→ **INFORMATION PROVIDED**:
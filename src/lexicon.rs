//! Closed word lists used for rate features.
//!
//! Membership is an exact, case-insensitive match on a whole token. There is
//! no stemming: "deploy" matches but "deploying" does not.

use serde::{Deserialize, Serialize};
use std::collections::BTreeSet;

/// A fixed set of lowercase tokens.
#[derive(Debug, Clone, Default, PartialEq, Eq, Serialize, Deserialize)]
#[serde(from = "Vec<String>", into = "Vec<String>")]
pub struct Lexicon {
    words: BTreeSet<String>,
}

impl Lexicon {
    pub fn new<I, S>(words: I) -> Self
    where
        I: IntoIterator<Item = S>,
        S: AsRef<str>,
    {
        Self {
            words: words
                .into_iter()
                .map(|w| w.as_ref().trim().to_lowercase())
                .filter(|w| !w.is_empty())
                .collect(),
        }
    }

    /// Membership test. Tokens from the extractor are already case-folded,
    /// but callers passing raw words get the same answer.
    pub fn contains(&self, word: &str) -> bool {
        if self.words.contains(word) {
            return true;
        }
        word.chars().any(char::is_uppercase) && self.words.contains(word.to_lowercase().as_str())
    }

    /// Number of tokens in `words` that belong to this lexicon (with repeats).
    pub fn count_matches<S: AsRef<str>>(&self, words: &[S]) -> usize {
        words.iter().filter(|w| self.contains(w.as_ref())).count()
    }

    pub fn len(&self) -> usize {
        self.words.len()
    }

    pub fn is_empty(&self) -> bool {
        self.words.is_empty()
    }

    pub fn iter(&self) -> impl Iterator<Item = &str> {
        self.words.iter().map(String::as_str)
    }
}

impl From<Vec<String>> for Lexicon {
    fn from(words: Vec<String>) -> Self {
        Lexicon::new(words)
    }
}

impl From<Lexicon> for Vec<String> {
    fn from(lexicon: Lexicon) -> Self {
        lexicon.words.into_iter().collect()
    }
}

/// The six lexicons the extractor counts against.
#[derive(Debug, Clone, PartialEq, Eq, Serialize, Deserialize)]
#[serde(default)]
pub struct Lexicons {
    pub intensifiers: Lexicon,
    pub modal: Lexicon,
    pub certainty: Lexicon,
    pub emotion: Lexicon,
    pub technical: Lexicon,
    pub creative: Lexicon,
}

impl Default for Lexicons {
    fn default() -> Self {
        Self {
            intensifiers: Lexicon::new([
                "very",
                "really",
                "absolutely",
                "totally",
                "insanely",
                "extremely",
                "super",
                "so",
            ]),
            modal: Lexicon::new(["maybe", "might", "could", "perhaps", "likely"]),
            certainty: Lexicon::new(["always", "never", "must", "definitely", "certain"]),
            emotion: Lexicon::new([
                "love", "hate", "fear", "hope", "excited", "anxious", "calm",
            ]),
            technical: Lexicon::new([
                "api", "cli", "github", "json", "yaml", "docker", "deploy", "auth", "stripe",
            ]),
            creative: Lexicon::new([
                "poetic",
                "metaphor",
                "vibe",
                "aesthetic",
                "dreamy",
                "mythic",
            ]),
        }
    }
}
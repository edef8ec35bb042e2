//! Legacy WebDriver detection.
//!
//! Sites still depending on `instaclick/php-webdriver` can only drive an old
//! Firefox release; the composer lockfile is the source of truth.

use std::fs;
use std::path::Path;

use super::SeleniumError;

const LEGACY_DRIVER: &str = "instaclick/php-webdriver";

/// Whether the site's lockfile pins the superseded WebDriver integration.
///
/// An unreadable lockfile is an error, never `false`: a silent miss here
/// would select a backend image the site cannot talk to.
pub fn uses_legacy_webdriver(lockfile: &Path) -> Result<bool, SeleniumError> {
    let contents =
        fs::read_to_string(lockfile).map_err(|source| SeleniumError::LockfileUnreadable {
            path: lockfile.to_path_buf(),
            source,
        })?;
    Ok(contents.contains(LEGACY_DRIVER))
}
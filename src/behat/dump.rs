//! Failure dumps -- echo Behat's HTML artifacts into the CI log.

use std::fs;
use std::io::Write;
use std::path::Path;

use anyhow::Result;

/// Write every `.html` artifact in `dir` to `out`, each bracketed by a
/// delimiter line carrying its file name so concatenated dumps stay
/// greppable. A missing directory is the success case: nothing failed, so
/// nothing was dumped.
pub fn dump_failures(dir: &Path, out: &mut dyn Write) -> Result<()> {
    if !dir.is_dir() {
        return Ok(());
    }

    for entry in fs::read_dir(dir)? {
        let path = entry?.path();
        if !path.extension().is_some_and(|ext| ext == "html") {
            continue;
        }
        let name = path
            .file_name()
            .map(|n| n.to_string_lossy().into_owned())
            .unwrap_or_default();
        let contents = fs::read_to_string(&path)?;
        writeln!(out, "===== {} =====", name)?;
        writeln!(out, "{}", contents)?;
        writeln!(out, "===== {} =====", name)?;
    }

    Ok(())
}
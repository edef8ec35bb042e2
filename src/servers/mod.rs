//! Test-environment lifecycle -- the Selenium container plus the PHP web
//! server.
//!
//! The two resources are deliberately managed differently: the container is
//! tracked by its well-known name only (the docker runtime owns the process
//! and can stop it by name even after this program's state is gone), while
//! the web server is held as an in-process handle that nothing else may
//! touch. Teardown attempts both, always.

use std::time::Duration;

use anyhow::Result;
use thiserror::Error;
use tracing::{info, warn};

use crate::config::RunConfig;
use crate::host::MoodleSite;
use crate::process::{CommandRunner, ManagedProcess};
use crate::selenium::{self, BackendTarget, ImageSelection, OsFamily};

/// Deterministic container name so a later `docker stop` can address it,
/// even from a fresh process.
pub const SELENIUM_CONTAINER_NAME: &str = "selenium";

/// How long Selenium's control port gets to come up. There is no readiness
/// probe; this fixed delay is the only startup synchronization, and early
/// flakes are left to Behat's rerun policy.
pub const SELENIUM_STARTUP_GRACE: Duration = Duration::from_secs(5);

#[derive(Debug, Error)]
pub enum ServerError {
    #[error("docker is not available, cannot start the Selenium server")]
    DockerUnavailable,

    #[error("could not start the Selenium container: {stderr}")]
    SeleniumStart { stderr: String },

    #[error("could not stop the Selenium container: {stderr}")]
    Teardown { stderr: String },
}

/// The running test environment. Sole owner of the web-server handle from
/// start until stop.
#[derive(Debug)]
pub struct TestServers {
    webserver: ManagedProcess,
}

impl TestServers {
    /// Start the Selenium container and the embedded web server, then wait
    /// out the startup grace period.
    pub async fn start(
        config: &RunConfig,
        site: &MoodleSite,
        runner: &dyn CommandRunner,
    ) -> Result<Self> {
        // Docker must be reachable before any other side effect.
        match runner.run(&argv(&["docker", "-v"]), None).await {
            Ok(output) if output.success() => {}
            _ => return Err(ServerError::DockerUnavailable.into()),
        }

        let legacy = selenium::legacy::uses_legacy_webdriver(&site.composer_lock())?;
        let selection = ImageSelection {
            profile: &config.profile,
            preferred_browser: config.signals.preferred_browser.as_deref(),
            explicit_image: config.selenium_image.as_deref(),
            legacy_webdriver: legacy,
            mobile_app: config.signals.mobile_app,
        };
        let target = BackendTarget::resolve(&selection, OsFamily::host());
        info!(image = %target.image, network = target.network_mode, "Starting Selenium container");

        let moodle = site.directory.display().to_string();
        let started = runner
            .run_streaming(
                &argv(&[
                    "docker",
                    "run",
                    "-d",
                    "--rm",
                    &format!("--name={}", SELENIUM_CONTAINER_NAME),
                    target.network_mode,
                    "--shm-size=2g",
                    "-v",
                    &format!("{}:{}", moodle, moodle),
                    &target.image,
                ]),
                None,
            )
            .await?;
        if !started.success() {
            return Err(ServerError::SeleniumStart {
                stderr: started.stderr,
            }
            .into());
        }

        info!(bind = target.webserver_bind, dir = %site.directory.display(), "Starting PHP web server");
        let web_argv = argv(&["php", "-S", target.webserver_bind]);
        let webserver = match runner.spawn_detached(&web_argv, Some(&site.directory)).await {
            Ok(handle) => handle,
            Err(err) => {
                // The container is already up; take it back down before
                // surfacing the spawn failure.
                if let Err(stop_err) = stop_container(runner).await {
                    warn!(
                        "Selenium teardown after a failed web server start also failed: {}",
                        stop_err
                    );
                }
                return Err(err);
            }
        };

        tokio::time::sleep(SELENIUM_STARTUP_GRACE).await;

        Ok(Self { webserver })
    }

    /// Tear down both server processes.
    ///
    /// Both stops are attempted even when the first fails; only then is a
    /// container-stop failure reported, as [`ServerError::Teardown`].
    pub async fn stop(&mut self, runner: &dyn CommandRunner) -> Result<()> {
        let container = stop_container(runner).await;
        let webserver = self.webserver.stop().await;
        container?;
        webserver
    }
}

async fn stop_container(runner: &dyn CommandRunner) -> Result<()> {
    // The container was started with --rm, so stopping it also removes it.
    let output = runner
        .run(&argv(&["docker", "stop", SELENIUM_CONTAINER_NAME]), None)
        .await?;
    if !output.success() {
        return Err(ServerError::Teardown {
            stderr: output.stderr,
        }
        .into());
    }
    Ok(())
}

fn argv(parts: &[&str]) -> Vec<String> {
    parts.iter().map(|s| s.to_string()).collect()
}

#[cfg(test)]
mod tests {
    use super::*;
    use crate::config::HostSignals;
    use crate::process::fake::FakeRunner;
    use std::fs;
    use std::path::Path;

    fn site_with_lockfile() -> (tempfile::TempDir, MoodleSite) {
        let dir = tempfile::tempdir().unwrap();
        fs::write(dir.path().join("composer.lock"), "{\"packages\": []}").unwrap();
        let site = MoodleSite::open(dir.path()).unwrap();
        (dir, site)
    }

    fn config_for(moodle: &Path) -> RunConfig {
        RunConfig {
            moodle_dir: moodle.to_path_buf(),
            plugin_dir: moodle.to_path_buf(),
            profile: "default".to_string(),
            suite: "default".to_string(),
            tags: String::new(),
            name: String::new(),
            auto_rerun: 2,
            start_servers: true,
            selenium_image: None,
            dump: false,
            scss_deprecations: false,
            signals: HostSignals::default(),
        }
    }

    #[tokio::test]
    async fn unreachable_docker_aborts_before_any_other_side_effect() {
        let (_dir, site) = site_with_lockfile();
        let config = config_for(&site.directory);
        let runner = FakeRunner::failing_on(&["docker -v"]);

        let err = TestServers::start(&config, &site, &runner)
            .await
            .unwrap_err();
        assert!(matches!(
            err.downcast_ref::<ServerError>(),
            Some(ServerError::DockerUnavailable)
        ));
        // Only the probe ran: no container, no web server.
        assert_eq!(runner.call_count(), 1);
        assert_eq!(runner.spawn_count(), 0);
    }

    #[tokio::test]
    async fn an_unreadable_lockfile_aborts_before_backend_selection() {
        let dir = tempfile::tempdir().unwrap();
        let site = MoodleSite::open(dir.path()).unwrap();
        let config = config_for(dir.path());
        let runner = FakeRunner::new();

        let err = TestServers::start(&config, &site, &runner)
            .await
            .unwrap_err();
        assert!(matches!(
            err.downcast_ref::<selenium::SeleniumError>(),
            Some(selenium::SeleniumError::LockfileUnreadable { .. })
        ));
        // The docker probe ran, the container launch did not.
        assert_eq!(runner.call_count(), 1);
    }

    #[tokio::test(start_paused = true)]
    async fn start_launches_the_container_then_the_web_server() {
        let (_dir, site) = site_with_lockfile();
        let config = config_for(&site.directory);
        let runner = FakeRunner::new();

        let servers = TestServers::start(&config, &site, &runner).await.unwrap();
        assert!(!servers.webserver.is_stopped());

        let calls = runner.calls();
        assert_eq!(calls.len(), 3);
        assert_eq!(calls[0], vec!["docker", "-v"]);
        assert_eq!(calls[1][0], "docker");
        assert_eq!(calls[1][1], "run");
        assert!(calls[1].contains(&format!("--name={}", SELENIUM_CONTAINER_NAME)));
        assert!(calls[1].contains(&"--shm-size=2g".to_string()));
        assert_eq!(calls[2][0], "php");
        assert_eq!(runner.spawn_count(), 1);
    }

    #[tokio::test(start_paused = true)]
    async fn a_failed_container_launch_never_starts_the_web_server() {
        let (_dir, site) = site_with_lockfile();
        let config = config_for(&site.directory);
        let runner = FakeRunner::failing_on(&["docker run"]);

        let err = TestServers::start(&config, &site, &runner)
            .await
            .unwrap_err();
        assert!(matches!(
            err.downcast_ref::<ServerError>(),
            Some(ServerError::SeleniumStart { .. })
        ));
        assert_eq!(runner.spawn_count(), 0);
    }

    #[tokio::test]
    async fn teardown_stops_the_web_server_even_when_the_container_stop_fails() {
        let runner = FakeRunner::failing_on(&["docker stop"]);
        let mut servers = TestServers {
            webserver: ManagedProcess::stub(),
        };

        let err = servers.stop(&runner).await.unwrap_err();
        assert!(matches!(
            err.downcast_ref::<ServerError>(),
            Some(ServerError::Teardown { .. })
        ));
        // The handle was still signalled.
        assert!(servers.webserver.is_stopped());
    }

    #[tokio::test]
    async fn teardown_stops_both_processes_on_the_happy_path() {
        let runner = FakeRunner::new();
        let mut servers = TestServers {
            webserver: ManagedProcess::stub(),
        };

        servers.stop(&runner).await.unwrap();
        assert!(servers.webserver.is_stopped());
        assert_eq!(
            runner.calls(),
            vec![vec![
                "docker".to_string(),
                "stop".to_string(),
                SELENIUM_CONTAINER_NAME.to_string()
            ]]
        );
    }
}
//! Moodle site and plugin metadata.

use std::fs;
use std::path::{Path, PathBuf};

use anyhow::{bail, Context, Result};
use regex::Regex;
use walkdir::WalkDir;

/// The Moodle checkout the plugin is installed into.
#[derive(Debug, Clone)]
pub struct MoodleSite {
    pub directory: PathBuf,
}

impl MoodleSite {
    pub fn open(directory: &Path) -> Result<Self> {
        if !directory.is_dir() {
            bail!("Moodle directory {} does not exist", directory.display());
        }
        Ok(Self {
            directory: directory.to_path_buf(),
        })
    }

    /// Scrape a `$CFG->name = '...';` value out of config.php. A missing
    /// file or unset key is `None`.
    pub fn config_value(&self, name: &str) -> Option<String> {
        let config = fs::read_to_string(self.directory.join("config.php")).ok()?;
        let pattern = Regex::new(&format!(
            r#"\$CFG->{}\s*=\s*['"]([^'"]+)['"]"#,
            regex::escape(name)
        ))
        .ok()?;
        pattern
            .captures(&config)
            .map(|captures| captures[1].to_string())
    }

    /// Where Behat writes failure HTML dumps, when the site configures it.
    pub fn behat_faildump_path(&self) -> Option<PathBuf> {
        self.config_value("behat_faildump_path").map(PathBuf::from)
    }

    pub fn composer_lock(&self) -> PathBuf {
        self.directory.join("composer.lock")
    }
}

/// The plugin under test.
#[derive(Debug, Clone)]
pub struct Plugin {
    pub component: String,
    pub directory: PathBuf,
}

impl Plugin {
    /// Identify the plugin from its version.php metadata.
    pub fn discover(directory: &Path) -> Result<Self> {
        let version_file = directory.join("version.php");
        let contents = fs::read_to_string(&version_file)
            .with_context(|| format!("could not read {}", version_file.display()))?;
        let pattern = Regex::new(r#"\$plugin->component\s*=\s*['"]([A-Za-z0-9_]+)['"]"#)?;
        let component = pattern
            .captures(&contents)
            .map(|captures| captures[1].to_string())
            .with_context(|| {
                format!(
                    "no $plugin->component declaration in {}",
                    version_file.display()
                )
            })?;
        Ok(Self {
            component,
            directory: directory.to_path_buf(),
        })
    }

    /// True when the plugin ships any Behat feature files.
    pub fn has_behat_features(&self) -> bool {
        WalkDir::new(self.directory.join("tests").join("behat"))
            .into_iter()
            .filter_map(|entry| entry.ok())
            .any(|entry| {
                entry
                    .path()
                    .extension()
                    .is_some_and(|ext| ext == "feature")
            })
    }
}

→ **INSTRUCTIONS TO FOLLOW**:
Please return the lines above exactly, from the first one down to the line with "Membership test. Tokens", and stop after that line.

→ **TASK ANSWER**:
filename src/lexicon.rs
//! Closed word lists used for rate features.
//!
//! Membership is an exact, case-insensitive match on a whole token. There is
//! no stemming: "deploy" matches but "deploying" does not.

use serde::{Deserialize, Serialize};
use std::collections::BTreeSet;

/// A fixed set of lowercase tokens.
#[derive(Debug, Clone, Default, PartialEq, Eq, Serialize, Deserialize)]
#[serde(from = "Vec<String>", into = "Vec<String>")]
pub struct Lexicon {
    words: BTreeSet<String>,
}

impl Lexicon {
    pub fn new<I, S>(words: I) -> Self
    where
        I: IntoIterator<Item = S>,
        S: AsRef<str>,
    {
        Self {
            words: words
                .into_iter()
                .map(|w| w.as_ref().trim().to_lowercase())
                .filter(|w| !w.is_empty())
                .collect(),
        }
    }

    /// Membership test. Tokens from the extractor are already case-folded,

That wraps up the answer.